Prone sleep and unsafe sleep surfaces increase the risk of sudden infant death. Recent epidemiologic studies also suggest that when an infant's head or face is covered by bedding, or when a sleep surface is shared with others, the risk of dying increases. The inference of a causal role for these risk factors is supported by physiologic studies and by the consistent finding that fewer infants die when risk factors are reduced. The prevalence of most of these risk factors in infant deaths in the United States is uncertain.
To describe the prevalence of several important risk factors related to sleep practices among a defined population of infants dying suddenly and unexpectedly.
In this population-based study, we retrospectively reviewed death-scene information and medical examiners' investigations of deaths in the city of St Louis and St Louis County between January 1, 1994 and December 31, 1997. Because of the potential for diagnostic overlap, all deaths involving infants <2 years old with the diagnoses of sudden infant death syndrome (SIDS), accidental suffocation, or cause undetermined were included.
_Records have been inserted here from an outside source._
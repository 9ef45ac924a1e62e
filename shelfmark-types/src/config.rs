//! Configuration types shared across resolvers and the orchestrator.

use std::time::Duration;

use serde::{Deserialize, Serialize};

use crate::error::ShelfmarkError;
use crate::source::Source;

/// Per-source settings.
#[derive(Debug, Clone, Copy, PartialEq, Eq, Serialize, Deserialize)]
pub struct SourceSettings {
    /// Source these settings apply to.
    pub source: Source,
    /// Whether the orchestrator consults this source at all.
    pub enabled: bool,
    /// Ordering among sources; lower values are consulted and ranked first.
    pub priority: u8,
    /// Admitted outbound lookups per rolling 60-second window.
    pub rate_limit_per_minute: u32,
}

impl SourceSettings {
    /// Documented defaults for a source.
    #[must_use]
    pub const fn defaults_for(source: Source) -> Self {
        Self {
            source,
            enabled: true,
            priority: source.default_priority(),
            rate_limit_per_minute: source.default_rate_limit(),
        }
    }
}

/// Matching and caching behavior of a single source resolver.
#[derive(Debug, Clone, Copy, PartialEq, Eq, Serialize, Deserialize)]
pub struct ResolverSettings {
    /// Lifetime of cached search results.
    pub cache_ttl: Duration,
    /// Minimum composite score (0–100) a candidate needs to be returned.
    pub fuzzy_match_threshold: u8,
    /// Try an exact ISBN lookup before falling back to text search.
    pub enable_identifier_search: bool,
    /// Score candidates against the query; when off every candidate scores 100.
    pub enable_fuzzy_matching: bool,
    /// Upper bound for a single collaborator call.
    pub provider_timeout: Duration,
    /// Maximum number of candidates returned per search.
    pub max_results: usize,
}

impl Default for ResolverSettings {
    fn default() -> Self {
        ShelfmarkConfig::default().resolver_settings()
    }
}

/// Global configuration for the `Shelfmark` orchestrator.
///
/// Passed explicitly to the builder; there is no process-wide settings lookup.
#[derive(Debug, Clone, PartialEq, Eq, Serialize, Deserialize)]
#[serde(default)]
pub struct ShelfmarkConfig {
    /// Per-source settings. Sources without an entry use [`SourceSettings::defaults_for`].
    pub sources: Vec<SourceSettings>,
    /// Cache lifetime in hours.
    pub cache_ttl_hours: u64,
    /// Maximum number of cached entries across all sources.
    pub cache_max_entries: usize,
    /// Minimum composite score (0–100) a candidate needs to be returned.
    pub fuzzy_match_threshold: u8,
    /// Try an exact ISBN lookup before falling back to text search.
    pub enable_identifier_search: bool,
    /// Score candidates against the query; when off every candidate scores 100.
    pub enable_fuzzy_matching: bool,
    /// Upper bound for a single collaborator call.
    pub provider_timeout: Duration,
    /// Maximum number of candidates returned per search.
    pub max_results: usize,
}

impl Default for ShelfmarkConfig {
    fn default() -> Self {
        Self {
            sources: Source::ALL
                .iter()
                .copied()
                .map(SourceSettings::defaults_for)
                .collect(),
            cache_ttl_hours: 24,
            cache_max_entries: 1000,
            fuzzy_match_threshold: 85,
            enable_identifier_search: true,
            enable_fuzzy_matching: true,
            provider_timeout: Duration::from_secs(10),
            max_results: 10,
        }
    }
}

impl ShelfmarkConfig {
    /// Settings for `source`, falling back to the documented defaults.
    #[must_use]
    pub fn source_settings(&self, source: Source) -> SourceSettings {
        self.sources
            .iter()
            .find(|s| s.source == source)
            .copied()
            .unwrap_or_else(|| SourceSettings::defaults_for(source))
    }

    /// Insert or replace the settings entry for its source.
    pub fn set_source_settings(&mut self, settings: SourceSettings) {
        self.sources.retain(|s| s.source != settings.source);
        self.sources.push(settings);
    }

    /// The cache lifetime as a `Duration`.
    #[must_use]
    pub const fn cache_ttl(&self) -> Duration {
        Duration::from_secs(self.cache_ttl_hours.saturating_mul(3600))
    }

    /// Project the fields a single source resolver consumes.
    #[must_use]
    pub const fn resolver_settings(&self) -> ResolverSettings {
        ResolverSettings {
            cache_ttl: self.cache_ttl(),
            fuzzy_match_threshold: self.fuzzy_match_threshold,
            enable_identifier_search: self.enable_identifier_search,
            enable_fuzzy_matching: self.enable_fuzzy_matching,
            provider_timeout: self.provider_timeout,
            max_results: self.max_results,
        }
    }

    /// Check value ranges.
    ///
    /// # Errors
    /// Returns `ShelfmarkError::InvalidConfig` when the threshold exceeds 100, a rate limit is
    /// zero, a source appears twice, or `max_results` is zero.
    pub fn validate(&self) -> Result<(), ShelfmarkError> {
        if self.fuzzy_match_threshold > 100 {
            return Err(ShelfmarkError::invalid_config(format!(
                "fuzzy_match_threshold must be within 0..=100, got {}",
                self.fuzzy_match_threshold
            )));
        }
        if self.max_results == 0 {
            return Err(ShelfmarkError::invalid_config("max_results must be positive"));
        }
        for (i, s) in self.sources.iter().enumerate() {
            if s.rate_limit_per_minute == 0 {
                return Err(ShelfmarkError::invalid_config(format!(
                    "rate_limit_per_minute for {} must be positive",
                    s.source
                )));
            }
            if self.sources[..i].iter().any(|o| o.source == s.source) {
                return Err(ShelfmarkError::invalid_config(format!(
                    "duplicate settings for {}",
                    s.source
                )));
            }
        }
        Ok(())
    }
}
The deaths of 119 infants were studied. Their mean age was 109.3 days (range: 6–350). The diagnoses were SIDS in 88 deaths, accidental suffocation in 16, and undetermined in 15. Infants were found prone in 61.1% of cases and were found on a sleep surface not designed for infants in 75.9%. The head or face was covered by bedding in 29.4%. A shared sleep surface was the site of death in 47.1%. Only 8.4% of deaths involved infants found nonprone and alone, with head and face uncovered.
Using detailed death-scene descriptions, we found that similar unsafe sleeping practices occurred in the large majority of cases diagnosed as SIDS, accidental suffocation, and cause undetermined. Considering these diagnoses together may be useful in public health campaigns during a time when there may be diagnostic overlap. Regardless of the diagnosis, recommendations that infants sleep supine on firm sleep surfaces that lessen the risk of entrapment or head covering have the potential to save many lives. Campaigns are needed to heighten awareness of these messages and of the risks of dangerous bedsharing.